(Extracted data entries)
===============
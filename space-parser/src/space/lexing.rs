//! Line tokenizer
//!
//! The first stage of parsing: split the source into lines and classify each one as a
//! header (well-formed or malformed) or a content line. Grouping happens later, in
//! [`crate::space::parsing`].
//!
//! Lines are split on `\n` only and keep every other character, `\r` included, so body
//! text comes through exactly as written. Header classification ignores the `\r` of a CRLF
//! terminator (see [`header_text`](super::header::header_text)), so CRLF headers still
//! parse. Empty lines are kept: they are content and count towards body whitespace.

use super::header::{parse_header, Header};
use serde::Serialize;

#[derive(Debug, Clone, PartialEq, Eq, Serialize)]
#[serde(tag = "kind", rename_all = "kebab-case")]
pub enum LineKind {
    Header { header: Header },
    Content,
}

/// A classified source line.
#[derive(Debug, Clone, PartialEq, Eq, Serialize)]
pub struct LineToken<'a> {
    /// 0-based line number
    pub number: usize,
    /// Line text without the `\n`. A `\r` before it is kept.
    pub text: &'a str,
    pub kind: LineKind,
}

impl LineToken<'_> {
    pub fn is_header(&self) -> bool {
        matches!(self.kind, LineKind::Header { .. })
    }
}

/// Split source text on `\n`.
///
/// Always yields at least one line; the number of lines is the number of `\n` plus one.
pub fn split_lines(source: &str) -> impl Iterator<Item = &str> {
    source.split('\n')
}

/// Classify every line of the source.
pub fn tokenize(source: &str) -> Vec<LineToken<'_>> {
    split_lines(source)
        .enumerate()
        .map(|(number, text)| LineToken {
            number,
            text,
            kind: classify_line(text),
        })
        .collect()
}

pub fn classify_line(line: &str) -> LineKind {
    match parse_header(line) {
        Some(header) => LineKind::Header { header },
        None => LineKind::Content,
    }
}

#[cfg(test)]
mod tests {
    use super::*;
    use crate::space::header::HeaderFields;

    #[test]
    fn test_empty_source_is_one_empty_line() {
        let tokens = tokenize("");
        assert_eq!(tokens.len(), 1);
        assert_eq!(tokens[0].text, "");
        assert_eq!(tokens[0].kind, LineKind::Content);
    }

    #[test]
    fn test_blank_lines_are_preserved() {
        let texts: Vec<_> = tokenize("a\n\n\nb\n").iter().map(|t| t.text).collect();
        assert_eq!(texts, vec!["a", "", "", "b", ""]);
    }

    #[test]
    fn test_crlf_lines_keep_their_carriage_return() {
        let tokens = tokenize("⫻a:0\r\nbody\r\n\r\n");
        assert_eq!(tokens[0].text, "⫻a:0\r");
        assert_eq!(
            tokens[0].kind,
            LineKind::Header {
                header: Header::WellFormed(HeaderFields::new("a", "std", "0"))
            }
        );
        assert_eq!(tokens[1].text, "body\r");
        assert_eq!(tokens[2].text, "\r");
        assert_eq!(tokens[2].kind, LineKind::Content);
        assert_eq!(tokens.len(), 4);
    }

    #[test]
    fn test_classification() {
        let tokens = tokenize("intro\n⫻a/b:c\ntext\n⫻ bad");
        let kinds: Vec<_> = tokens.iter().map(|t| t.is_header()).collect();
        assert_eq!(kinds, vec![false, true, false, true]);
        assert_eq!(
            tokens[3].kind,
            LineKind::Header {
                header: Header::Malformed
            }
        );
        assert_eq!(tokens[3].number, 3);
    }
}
===============
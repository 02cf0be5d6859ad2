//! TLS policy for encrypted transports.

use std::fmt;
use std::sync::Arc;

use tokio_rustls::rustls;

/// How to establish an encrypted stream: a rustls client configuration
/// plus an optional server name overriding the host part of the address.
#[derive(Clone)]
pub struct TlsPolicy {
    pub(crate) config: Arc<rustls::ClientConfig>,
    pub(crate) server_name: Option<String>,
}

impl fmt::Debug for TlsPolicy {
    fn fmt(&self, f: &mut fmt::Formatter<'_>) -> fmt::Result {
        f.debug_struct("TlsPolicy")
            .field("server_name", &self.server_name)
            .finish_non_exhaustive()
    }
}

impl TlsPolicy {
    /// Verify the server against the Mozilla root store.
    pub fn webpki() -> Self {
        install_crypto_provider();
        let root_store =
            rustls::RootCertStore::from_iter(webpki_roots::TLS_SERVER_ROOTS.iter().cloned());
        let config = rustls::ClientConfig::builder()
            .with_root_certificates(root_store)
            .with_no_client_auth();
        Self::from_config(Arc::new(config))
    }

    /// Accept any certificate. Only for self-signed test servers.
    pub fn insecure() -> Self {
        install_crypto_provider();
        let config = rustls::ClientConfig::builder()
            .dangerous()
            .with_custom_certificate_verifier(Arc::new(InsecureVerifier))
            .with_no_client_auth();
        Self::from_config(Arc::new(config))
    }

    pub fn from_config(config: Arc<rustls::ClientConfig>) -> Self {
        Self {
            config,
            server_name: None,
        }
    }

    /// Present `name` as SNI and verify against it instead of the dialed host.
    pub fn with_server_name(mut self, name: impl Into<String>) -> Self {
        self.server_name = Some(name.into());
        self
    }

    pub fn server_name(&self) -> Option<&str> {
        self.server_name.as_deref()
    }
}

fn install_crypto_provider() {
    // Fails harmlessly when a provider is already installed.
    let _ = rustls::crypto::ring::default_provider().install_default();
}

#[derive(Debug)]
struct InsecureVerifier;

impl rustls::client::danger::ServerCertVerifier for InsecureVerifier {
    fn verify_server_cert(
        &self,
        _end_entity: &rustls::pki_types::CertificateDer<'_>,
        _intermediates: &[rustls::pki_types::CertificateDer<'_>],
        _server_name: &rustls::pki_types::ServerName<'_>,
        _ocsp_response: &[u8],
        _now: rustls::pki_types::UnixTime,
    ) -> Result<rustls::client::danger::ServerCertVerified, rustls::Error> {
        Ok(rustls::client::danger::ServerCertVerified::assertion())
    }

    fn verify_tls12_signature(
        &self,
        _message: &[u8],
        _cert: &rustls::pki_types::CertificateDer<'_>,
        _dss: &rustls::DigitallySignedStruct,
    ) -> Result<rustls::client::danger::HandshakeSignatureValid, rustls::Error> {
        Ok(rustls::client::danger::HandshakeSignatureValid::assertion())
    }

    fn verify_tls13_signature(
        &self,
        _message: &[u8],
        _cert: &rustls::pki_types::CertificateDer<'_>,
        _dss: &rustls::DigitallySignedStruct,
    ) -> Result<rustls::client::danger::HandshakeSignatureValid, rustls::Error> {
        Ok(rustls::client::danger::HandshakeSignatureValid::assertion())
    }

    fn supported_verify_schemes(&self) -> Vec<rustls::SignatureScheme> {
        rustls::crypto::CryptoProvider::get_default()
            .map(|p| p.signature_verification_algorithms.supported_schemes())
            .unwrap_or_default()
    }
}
===============
* EXERCISE REQUIREMENTS
From the records above, give again exactly the lines running from the line with "filename space-parser/src/space/lexing.rs" to the line with "towards body whitespace.", inclusive.

* ANSWER BELOW
filename space-parser/src/space/lexing.rs
//! Line tokenizer
//!
//! The first stage of parsing: split the source into lines and classify each one as a
//! header (well-formed or malformed) or a content line. Grouping happens later, in
//! [`crate::space::parsing`].
//!
//! Lines are split on `\n` only and keep every other character, `\r` included, so body
//! text comes through exactly as written. Header classification ignores the `\r` of a CRLF
//! terminator (see [`header_text`](super::header::header_text)), so CRLF headers still
//! parse. Empty lines are kept: they are content and count towards body whitespace.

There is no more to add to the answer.